Extracted records →
━━━━━━━━━━
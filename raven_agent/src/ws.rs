//! WebSocket upgrade and per-connection handler. Each connection is one broadcast
//! subscriber for as long as the socket stays open.

use axum::{
    extract::{
        ws::{Message, WebSocket, WebSocketUpgrade},
        State,
    },
    response::Response,
};
use futures_util::{SinkExt, StreamExt};
use tracing::debug;

use crate::state::AppState;

pub async fn ws_handler(ws: WebSocketUpgrade, State(state): State<AppState>) -> Response {
    ws.on_upgrade(move |socket| handle_socket(socket, state))
}

async fn handle_socket(socket: WebSocket, state: AppState) {
    // Dropping the subscription on any exit path deregisters it.
    let mut sub = state.broadcaster.subscribe().await;
    let id = sub.id();
    let (mut sink, mut stream) = socket.split();

    loop {
        tokio::select! {
            payload = sub.recv() => {
                let Some(payload) = payload else { break };
                if let Err(e) = sink.send(Message::Text(payload.to_string())).await {
                    debug!("ws {id}: send failed: {e}");
                    break;
                }
            }
            msg = stream.next() => match msg {
                // answered through the subscription so it stays ordered with ticks
                Some(Ok(Message::Text(text))) if text.trim() == "get_status" => {
                    sub.request_snapshot();
                }
                Some(Ok(Message::Close(_))) | None => break,
                Some(Err(e)) => {
                    debug!("ws {id}: receive failed: {e}");
                    break;
                }
                Some(Ok(_)) => {}
            },
        }
    }
    let _ = sink.close().await;
}
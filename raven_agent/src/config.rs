//! Startup configuration: read once from the environment and command line.

use crate::error::{Error, Result};
use std::path::PathBuf;
use std::time::Duration;

pub const DEFAULT_PORT: u16 = 3001;
pub const DEFAULT_DATA_DIR: &str = "/data";
pub const DEFAULT_LOG_DIR: &str = "/var/log/noc-raven";
pub const DEFAULT_BROADCAST_INTERVAL: Duration = Duration::from_secs(5);
pub const DEFAULT_COMMAND_TIMEOUT: Duration = Duration::from_secs(3);

/// Collector processes reported in every snapshot, with the `ps` substring that marks
/// each one as running.
pub const SERVICES: &[(&str, &str)] = &[
    ("nginx", "nginx: master"),
    ("fluent-bit", "fluent-bit"),
    ("goflow2", "goflow2"),
    ("vector", "vector"),
    ("telegraf", "telegraf"),
];

#[derive(Debug, Clone)]
pub struct AgentConfig {
    pub port: u16,
    pub data_dir: PathBuf,
    pub log_dir: PathBuf,
    pub broadcast_interval: Duration,
    pub command_timeout: Duration,
    pub appliance: ApplianceInfo,
}

/// Appliance identity echoed by `GET /api/config`.
#[derive(Debug, Clone, serde::Serialize)]
#[serde(rename_all = "camelCase")]
pub struct ApplianceInfo {
    pub hostname: String,
    pub timezone: String,
    pub performance_profile: String,
    pub buffer_size: String,
}

impl Default for AgentConfig {
    fn default() -> Self {
        Self {
            port: DEFAULT_PORT,
            data_dir: PathBuf::from(DEFAULT_DATA_DIR),
            log_dir: PathBuf::from(DEFAULT_LOG_DIR),
            broadcast_interval: DEFAULT_BROADCAST_INTERVAL,
            command_timeout: DEFAULT_COMMAND_TIMEOUT,
            appliance: ApplianceInfo {
                hostname: "noc-raven-001".into(),
                timezone: "UTC".into(),
                performance_profile: "balanced".into(),
                buffer_size: "100GB".into(),
            },
        }
    }
}

impl AgentConfig {
    pub fn from_env() -> Result<Self> {
        Self::from_sources(std::env::args(), |k| std::env::var(k).ok())
    }

    /// Build from CLI args and an env lookup. A port flag on the command line wins over
    /// `PORT`.
    pub fn from_sources<I, F>(args: I, env: F) -> Result<Self>
    where
        I: IntoIterator<Item = String>,
        F: Fn(&str) -> Option<String>,
    {
        let mut cfg = Self::default();
        let non_empty = |k: &str| env(k).filter(|v| !v.trim().is_empty());

        let port_env = match non_empty("PORT") {
            Some(v) => Some(
                v.trim()
                    .parse::<u16>()
                    .map_err(|_| Error::Config(format!("PORT is not a valid port: {v}")))?,
            ),
            None => None,
        };
        cfg.port = parse_port(args)?.or(port_env).unwrap_or(DEFAULT_PORT);

        if let Some(v) = non_empty("RAVEN_DATA_DIR") {
            cfg.data_dir = PathBuf::from(v);
        }
        if let Some(v) = non_empty("RAVEN_LOG_DIR") {
            cfg.log_dir = PathBuf::from(v);
        }
        if let Some(v) = non_empty("RAVEN_BROADCAST_INTERVAL_MS") {
            cfg.broadcast_interval = parse_millis("RAVEN_BROADCAST_INTERVAL_MS", &v)?;
        }
        if let Some(v) = non_empty("RAVEN_COMMAND_TIMEOUT_MS") {
            cfg.command_timeout = parse_millis("RAVEN_COMMAND_TIMEOUT_MS", &v)?;
        }

        if let Some(v) = non_empty("HOSTNAME") {
            cfg.appliance.hostname = v;
        }
        if let Some(v) = non_empty("TZ") {
            cfg.appliance.timezone = v;
        }
        if let Some(v) = non_empty("PERFORMANCE_PROFILE") {
            cfg.appliance.performance_profile = v;
        }
        if let Some(v) = non_empty("BUFFER_SIZE") {
            cfg.appliance.buffer_size = v;
        }
        Ok(cfg)
    }
}

/// Accepts `--port N`, `-p N` and `--port=N`; the long form wins when both are given.
pub fn parse_port<I: IntoIterator<Item = String>>(args: I) -> Result<Option<u16>> {
    let mut it = args.into_iter();
    let _ = it.next(); // program name
    let mut long: Option<String> = None;
    let mut short: Option<String> = None;
    while let Some(a) = it.next() {
        match a.as_str() {
            "--port" => long = it.next(),
            "-p" => short = it.next(),
            _ if a.starts_with("--port=") => {
                if let Some((_, v)) = a.split_once('=') {
                    long = Some(v.to_string());
                }
            }
            _ => {}
        }
    }
    match long.or(short) {
        Some(s) => s
            .parse::<u16>()
            .map(Some)
            .map_err(|_| Error::Config(format!("invalid port argument: {s}"))),
        None => Ok(None),
    }
}

fn parse_millis(key: &str, value: &str) -> Result<Duration> {
    match value.trim().parse::<u64>() {
        Ok(ms) if ms > 0 => Ok(Duration::from_millis(ms)),
        _ => Err(Error::Config(format!(
            "{key} must be a positive number of milliseconds, got {value}"
        ))),
    }
}
//! Fakes for the inspection seams, shared by unit tests.

use crate::error::{Error, Result};
use crate::probe::{CommandRunner, ResourceProbe};
use crate::types::NetworkIo;
use futures_util::future::{BoxFuture, FutureExt};
use std::collections::HashMap;
use std::io;
use std::path::Path;
use std::sync::atomic::{AtomicUsize, Ordering};

/// Every command fails as if the binary were missing.
pub struct FailingRunner;

impl CommandRunner for FailingRunner {
    fn run<'a>(&'a self, program: &'a str, _args: &'a [&'a str]) -> BoxFuture<'a, Result<String>> {
        async move {
            Err(Error::Io(io::Error::new(
                io::ErrorKind::NotFound,
                format!("{program}: not found"),
            )))
        }
        .boxed()
    }
}

/// Canned stdout per program name; unknown programs fail. Counts calls per program.
#[derive(Default)]
pub struct ScriptedRunner {
    outputs: HashMap<String, String>,
    calls: std::sync::Mutex<HashMap<String, usize>>,
}

impl ScriptedRunner {
    pub fn new() -> Self {
        Self::default()
    }

    pub fn with(mut self, program: &str, stdout: &str) -> Self {
        self.outputs.insert(program.to_string(), stdout.to_string());
        self
    }

    pub fn calls(&self, program: &str) -> usize {
        self.calls
            .lock()
            .unwrap()
            .get(program)
            .copied()
            .unwrap_or(0)
    }
}

impl CommandRunner for ScriptedRunner {
    fn run<'a>(&'a self, program: &'a str, _args: &'a [&'a str]) -> BoxFuture<'a, Result<String>> {
        async move {
            *self
                .calls
                .lock()
                .unwrap()
                .entry(program.to_string())
                .or_default() += 1;
            self.outputs
                .get(program)
                .cloned()
                .ok_or_else(|| Error::CommandFailed {
                    command: program.to_string(),
                    reason: "not scripted".into(),
                })
        }
        .boxed()
    }
}

/// Fixed resource figures; `Err(())` makes that one measurement fail.
pub struct FixedResources {
    pub cpu: std::result::Result<f32, ()>,
    pub memory: std::result::Result<f32, ()>,
    pub disk: std::result::Result<f32, ()>,
    pub network: std::result::Result<NetworkIo, ()>,
}

impl Default for FixedResources {
    fn default() -> Self {
        Self {
            cpu: Ok(10.0),
            memory: Ok(20.0),
            disk: Ok(30.0),
            network: Ok(NetworkIo {
                rx_bytes: 1000,
                tx_bytes: 2000,
            }),
        }
    }
}

fn fixed<T: Copy>(what: &str, v: &std::result::Result<T, ()>) -> Result<T> {
    v.map_err(|_| Error::Unavailable(what.to_string()))
}

impl ResourceProbe for FixedResources {
    fn cpu_percent(&self) -> BoxFuture<'_, Result<f32>> {
        async move { fixed("cpu", &self.cpu) }.boxed()
    }

    fn memory_percent(&self) -> BoxFuture<'_, Result<f32>> {
        async move { fixed("memory", &self.memory) }.boxed()
    }

    fn disk_percent<'a>(&'a self, _path: &'a Path) -> BoxFuture<'a, Result<f32>> {
        async move { fixed("disk", &self.disk) }.boxed()
    }

    fn network_io(&self) -> BoxFuture<'_, Result<NetworkIo>> {
        async move { fixed("network", &self.network) }.boxed()
    }
}

/// Panics on every CPU sample, standing in for a collaborator bug.
pub struct PanickingResources {
    pub cpu_calls: AtomicUsize,
}

impl PanickingResources {
    pub fn new() -> Self {
        Self {
            cpu_calls: AtomicUsize::new(0),
        }
    }
}

fn explode() -> Result<f32> {
    panic!("cpu counter exploded")
}

impl ResourceProbe for PanickingResources {
    fn cpu_percent(&self) -> BoxFuture<'_, Result<f32>> {
        async move {
            self.cpu_calls.fetch_add(1, Ordering::Relaxed);
            explode()
        }
        .boxed()
    }

    fn memory_percent(&self) -> BoxFuture<'_, Result<f32>> {
        async move { Ok(50.0) }.boxed()
    }

    fn disk_percent<'a>(&'a self, _path: &'a Path) -> BoxFuture<'a, Result<f32>> {
        async move { Ok(50.0) }.boxed()
    }

    fn network_io(&self) -> BoxFuture<'_, Result<NetworkIo>> {
        async move { Ok(NetworkIo::default()) }.boxed()
    }
}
━━━━━━━━━━
What the exercise asks →
Find the string "stdout" in the entries above and return each line that holds it.

Result of this exercise →
/// Canned stdout per program name; unknown programs fail. Counts calls per program.
    pub fn with(mut self, program: &str, stdout: &str) -> Self {
        self.outputs.insert(program.to_string(), stdout.to_string());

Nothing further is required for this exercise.